**** Data for this task ****
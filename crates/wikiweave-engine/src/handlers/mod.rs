//! The token transformers, by stage:
//!
//! | stage | transformer | rank |
//! |-------|-------------|------|
//! | 1 | [`OnlyIncludeHandler`] | 0.010 |
//! | 1 | [`IncludeDirectiveHandler`] | 0.020, 0.021 |
//! | 1 | [`BehaviorSwitchHandler`] | 0.140 |
//! | 2 | [`TemplateHandler`] | 1.100 |
//! | 2 | [`AttributeExpander`] | 1.120 |
//! | 2 | [`LinkHandler`] | 1.150 |
//! | 3 | [`QuoteTransformer`] | 2.100, 2.101 |
//! | 3 | [`ListHandler`] | 2.490 |
//! | 3 | [`Sanitizer`] | 2.900 |
//! | 3 | [`ParagraphWrapper`] | 2.950 |

mod attributes;
mod behavior_switch;
mod include;
mod links;
mod lists;
mod paragraphs;
mod quotes;
mod sanitizer;
pub mod templates;

pub use attributes::AttributeExpander;
pub use behavior_switch::BehaviorSwitchHandler;
pub use include::{IncludeDirectiveHandler, OnlyIncludeHandler};
pub use links::LinkHandler;
pub use lists::ListHandler;
pub use paragraphs::ParagraphWrapper;
pub use quotes::QuoteTransformer;
pub use sanitizer::Sanitizer;
pub use templates::TemplateHandler;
****
About this task >> You are asked to copy all of the entries above exactly.

Worked solution >>
filename crates/wikiweave-engine/src/handlers/mod.rs
//! The token transformers, by stage:
//!
//! | stage | transformer | rank |
//! |-------|-------------|------|
//! | 1 | [`OnlyIncludeHandler`] | 0.010 |
//! | 1 | [`IncludeDirectiveHandler`] | 0.020, 0.021 |
//! | 1 | [`BehaviorSwitchHandler`] | 0.140 |
//! | 2 | [`TemplateHandler`] | 1.100 |
//! | 2 | [`AttributeExpander`] | 1.120 |
//! | 2 | [`LinkHandler`] | 1.150 |
//! | 3 | [`QuoteTransformer`] | 2.100, 2.101 |
//! | 3 | [`ListHandler`] | 2.490 |
//! | 3 | [`Sanitizer`] | 2.900 |
//! | 3 | [`ParagraphWrapper`] | 2.950 |

mod attributes;
mod behavior_switch;
mod include;
mod links;
mod lists;
mod paragraphs;
mod quotes;
mod sanitizer;
pub mod templates;

pub use attributes::AttributeExpander;
pub use behavior_switch::BehaviorSwitchHandler;
pub use include::{IncludeDirectiveHandler, OnlyIncludeHandler};
pub use links::LinkHandler;
pub use lists::ListHandler;
pub use paragraphs::ParagraphWrapper;
pub use quotes::QuoteTransformer;
pub use sanitizer::Sanitizer;
pub use templates::TemplateHandler;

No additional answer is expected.